[YOUR INSTRUCTIONS] Return the records exactly, keeping every line as it is.

[DATA SHOWN]
----------------

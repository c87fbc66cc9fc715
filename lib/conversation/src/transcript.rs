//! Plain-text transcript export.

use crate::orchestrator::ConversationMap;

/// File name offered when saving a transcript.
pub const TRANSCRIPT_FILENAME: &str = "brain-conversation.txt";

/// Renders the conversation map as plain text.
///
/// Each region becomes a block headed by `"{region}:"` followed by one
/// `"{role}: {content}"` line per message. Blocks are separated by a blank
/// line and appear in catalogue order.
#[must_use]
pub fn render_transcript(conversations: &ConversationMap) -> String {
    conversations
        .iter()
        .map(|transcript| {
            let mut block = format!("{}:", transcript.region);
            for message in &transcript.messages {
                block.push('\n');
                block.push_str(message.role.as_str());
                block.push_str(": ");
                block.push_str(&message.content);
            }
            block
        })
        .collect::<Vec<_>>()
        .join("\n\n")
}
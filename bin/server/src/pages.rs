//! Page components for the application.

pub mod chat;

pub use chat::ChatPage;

----------------

[RESULT OF THE TASK]
repository c87fbc66cc9fc715
filename lib/conversation/src/transcript.rs
//! Plain-text transcript export.

use crate::orchestrator::ConversationMap;

/// File name offered when saving a transcript.
pub const TRANSCRIPT_FILENAME: &str = "brain-conversation.txt";

/// Renders the conversation map as plain text.
///
/// Each region becomes a block headed by `"{region}:"` followed by one
/// `"{role}: {content}"` line per message. Blocks are separated by a blank
/// line and appear in catalogue order.
#[must_use]
pub fn render_transcript(conversations: &ConversationMap) -> String {
    conversations
        .iter()
        .map(|transcript| {
            let mut block = format!("{}:", transcript.region);
            for message in &transcript.messages {
                block.push('\n');
                block.push_str(message.role.as_str());
                block.push_str(": ");
                block.push_str(&message.content);
            }
            block
        })
        .collect::<Vec<_>>()
        .join("\n\n")
}
filename bin/server/src/pages.rs
//! Page components for the application.

pub mod chat;

pub use chat::ChatPage;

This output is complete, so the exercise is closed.